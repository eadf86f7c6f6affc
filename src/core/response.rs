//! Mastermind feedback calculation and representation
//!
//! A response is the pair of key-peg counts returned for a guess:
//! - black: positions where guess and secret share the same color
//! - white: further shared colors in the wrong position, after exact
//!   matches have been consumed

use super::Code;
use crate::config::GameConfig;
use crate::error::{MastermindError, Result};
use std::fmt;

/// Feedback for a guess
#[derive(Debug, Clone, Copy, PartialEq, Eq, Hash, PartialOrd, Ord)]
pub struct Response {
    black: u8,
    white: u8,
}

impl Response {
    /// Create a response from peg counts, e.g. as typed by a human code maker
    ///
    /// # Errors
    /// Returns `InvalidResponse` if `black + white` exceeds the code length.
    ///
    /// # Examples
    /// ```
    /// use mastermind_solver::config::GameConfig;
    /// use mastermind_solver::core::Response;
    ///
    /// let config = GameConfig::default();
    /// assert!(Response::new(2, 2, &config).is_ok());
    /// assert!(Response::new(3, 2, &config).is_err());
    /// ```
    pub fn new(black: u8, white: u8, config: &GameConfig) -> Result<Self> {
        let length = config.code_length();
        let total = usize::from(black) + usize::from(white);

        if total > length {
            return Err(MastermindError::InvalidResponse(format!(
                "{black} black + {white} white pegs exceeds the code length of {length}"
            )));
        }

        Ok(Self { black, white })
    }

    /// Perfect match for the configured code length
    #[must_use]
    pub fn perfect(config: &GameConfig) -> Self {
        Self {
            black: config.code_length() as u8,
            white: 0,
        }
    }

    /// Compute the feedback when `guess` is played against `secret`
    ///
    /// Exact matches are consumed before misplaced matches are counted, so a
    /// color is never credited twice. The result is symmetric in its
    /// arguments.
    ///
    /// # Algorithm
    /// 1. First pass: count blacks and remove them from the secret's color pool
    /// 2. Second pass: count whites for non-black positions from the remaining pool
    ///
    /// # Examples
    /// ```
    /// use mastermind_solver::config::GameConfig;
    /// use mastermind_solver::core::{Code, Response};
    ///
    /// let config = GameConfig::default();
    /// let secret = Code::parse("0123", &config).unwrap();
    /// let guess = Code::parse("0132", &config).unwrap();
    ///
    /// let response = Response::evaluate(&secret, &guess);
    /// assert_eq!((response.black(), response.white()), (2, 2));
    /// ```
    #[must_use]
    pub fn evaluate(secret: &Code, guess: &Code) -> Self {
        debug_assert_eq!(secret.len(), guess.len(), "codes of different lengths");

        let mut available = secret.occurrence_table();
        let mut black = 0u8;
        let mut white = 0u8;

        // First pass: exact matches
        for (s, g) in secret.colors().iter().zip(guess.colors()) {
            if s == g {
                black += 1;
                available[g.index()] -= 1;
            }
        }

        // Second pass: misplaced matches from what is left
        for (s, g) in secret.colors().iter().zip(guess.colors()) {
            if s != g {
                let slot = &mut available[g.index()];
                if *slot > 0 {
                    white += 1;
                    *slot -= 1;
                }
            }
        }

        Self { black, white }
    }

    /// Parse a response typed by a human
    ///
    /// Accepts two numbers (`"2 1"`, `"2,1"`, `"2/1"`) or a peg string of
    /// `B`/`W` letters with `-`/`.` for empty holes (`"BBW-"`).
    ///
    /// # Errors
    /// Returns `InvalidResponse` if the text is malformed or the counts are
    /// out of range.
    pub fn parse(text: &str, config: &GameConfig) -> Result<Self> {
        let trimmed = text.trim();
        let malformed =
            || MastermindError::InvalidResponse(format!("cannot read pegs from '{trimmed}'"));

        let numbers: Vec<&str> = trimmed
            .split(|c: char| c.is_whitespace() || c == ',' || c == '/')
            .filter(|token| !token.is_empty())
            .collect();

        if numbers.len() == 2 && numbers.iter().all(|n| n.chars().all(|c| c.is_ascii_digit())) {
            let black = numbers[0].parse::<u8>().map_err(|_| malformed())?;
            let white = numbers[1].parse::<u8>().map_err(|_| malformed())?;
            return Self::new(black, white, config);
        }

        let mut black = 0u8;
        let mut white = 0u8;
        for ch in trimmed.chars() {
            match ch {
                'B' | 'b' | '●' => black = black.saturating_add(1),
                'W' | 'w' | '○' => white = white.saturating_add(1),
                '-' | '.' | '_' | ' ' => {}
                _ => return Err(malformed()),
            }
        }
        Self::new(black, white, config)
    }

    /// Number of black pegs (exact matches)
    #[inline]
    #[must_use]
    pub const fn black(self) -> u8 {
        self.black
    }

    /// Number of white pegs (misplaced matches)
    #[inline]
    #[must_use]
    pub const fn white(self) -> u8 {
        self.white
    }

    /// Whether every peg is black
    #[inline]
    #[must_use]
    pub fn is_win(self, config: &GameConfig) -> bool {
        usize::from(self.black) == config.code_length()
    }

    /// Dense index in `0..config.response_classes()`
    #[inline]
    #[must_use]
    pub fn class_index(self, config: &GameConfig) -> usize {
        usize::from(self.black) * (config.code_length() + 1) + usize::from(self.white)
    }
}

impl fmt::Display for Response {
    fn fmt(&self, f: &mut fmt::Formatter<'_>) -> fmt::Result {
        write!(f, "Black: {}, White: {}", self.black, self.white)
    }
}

------------------------------

List all lines in the material containing the string "counts".

= Answer area =
//! A response is the pair of key-peg counts returned for a guess:
    /// Create a response from peg counts, e.g. as typed by a human code maker
    /// Returns `InvalidResponse` if the text is malformed or the counts are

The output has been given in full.